### WORK TASK
Go through the data and retrieve each line that includes the string "JsonValue".

### INFORMATION SHOWN

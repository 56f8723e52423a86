//! # figsimplify
//!
//! A library for turning Figma REST API documents into a compact,
//! de-duplicated representation that code generators can consume.
//!
//! The raw tree is walked once. Hidden nodes are dropped, and repeated
//! styles are interned into a shared table referenced by id. Vector shapes
//! become image placeholders, and instances become opaque leaves. Image
//! assets are then collected from the result.
//!
//! ## Example
//!
//! ```no_run
//! use figsimplify::{parse_raw_design, simplify_design, SimplifyOptions};
//!
//! let json = std::fs::read_to_string("file.json").unwrap();
//!
//! // Accepts both `GET /files/:key` and `GET /files/:key/nodes` responses
//! let raw = parse_raw_design(&json).unwrap();
//! let design = simplify_design(&raw, &SimplifyOptions::default()).unwrap();
//!
//! println!("Nodes: {}", design.nodes.len());
//! println!("Shared styles: {}", design.global_vars.len());
//! println!("Image assets: {}", design.image_assets.len());
//! ```

pub mod assets;
pub mod error;
pub mod parser;
pub mod simplify;
pub mod types;

// Re-export commonly used items
pub use error::{Result, SimplifyError};
pub use parser::RawDesign;
pub use simplify::{simplify_design, GlobalVars, SimplifyOptions, StyleValue};
pub use types::{ImageAsset, ImageAssetKind, SimplifiedDesign, SimplifiedNode};

use serde_json::Value as JsonValue;

/// Parse an API response body into a [`RawDesign`]
pub fn parse_raw_design(json: &str) -> Result<RawDesign> {
    let value: JsonValue = serde_json::from_str(json)?;
    RawDesign::from_value(&value)
}

/// Simplify an already-parsed API response
pub fn simplify_response(response: &JsonValue, options: &SimplifyOptions) -> Result<SimplifiedDesign> {
    let raw = RawDesign::from_value(response)?;
    simplify_design(&raw, options)
}

/// Serialize a design as YAML
pub fn to_yaml(design: &SimplifiedDesign) -> Result<String> {
    Ok(serde_yaml::to_string(design)?)
}
//! Tree simplification and style de-duplication
//!
//! - `raw`: lenient accessors over raw API nodes
//! - `builders`: per-category style extraction (paint, text, stroke, effects, layout, radius)
//! - `vars`: the global variable table that interns style values
//! - `walker`: the depth-first walk producing simplified nodes
pub mod builders;
pub mod raw;
pub mod vars;
pub mod walker;

pub use vars::{GlobalVars, StyleValue};
pub use walker::{simplify_node, simplify_nodes, WalkContext};

use crate::assets::collect_image_assets;
use crate::error::Result;
use crate::parser::RawDesign;
use crate::types::SimplifiedDesign;

/// Options controlling a simplification run
#[derive(Debug, Clone, Default, PartialEq, Eq)]
pub struct SimplifyOptions {
    /// Deepest level to emit; top-level nodes are level 0. `None` walks the whole tree.
    pub max_depth: Option<usize>,
}

/// Simplify a normalized design into the output bundle
///
/// Walks every top-level node with a fresh [`GlobalVars`] table, then collects
/// image assets from the result. Either the whole design converts or an error
/// is returned; there is no partial output.
pub fn simplify_design(design: &RawDesign, options: &SimplifyOptions) -> Result<SimplifiedDesign> {
    let ctx = WalkContext {
        components: &design.components,
        options,
    };
    let mut globals = GlobalVars::new();

    let nodes = simplify_nodes(&design.nodes, None, 0, &ctx, &mut globals)?;
    let image_assets = collect_image_assets(&nodes, &globals);

    tracing::debug!(
        nodes = nodes.len(),
        global_vars = globals.len(),
        image_assets = image_assets.len(),
        "simplified design"
    );

    Ok(SimplifiedDesign {
        name: design.name.clone(),
        last_modified: design.last_modified.clone(),
        thumbnail_url: design.thumbnail_url.clone(),
        nodes,
        global_vars: globals,
        image_assets,
    })
}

### EXERCISE RESULT
use serde_json::Value as JsonValue;
    let value: JsonValue = serde_json::from_str(json)?;
pub fn simplify_response(response: &JsonValue, options: &SimplifyOptions) -> Result<SimplifiedDesign> {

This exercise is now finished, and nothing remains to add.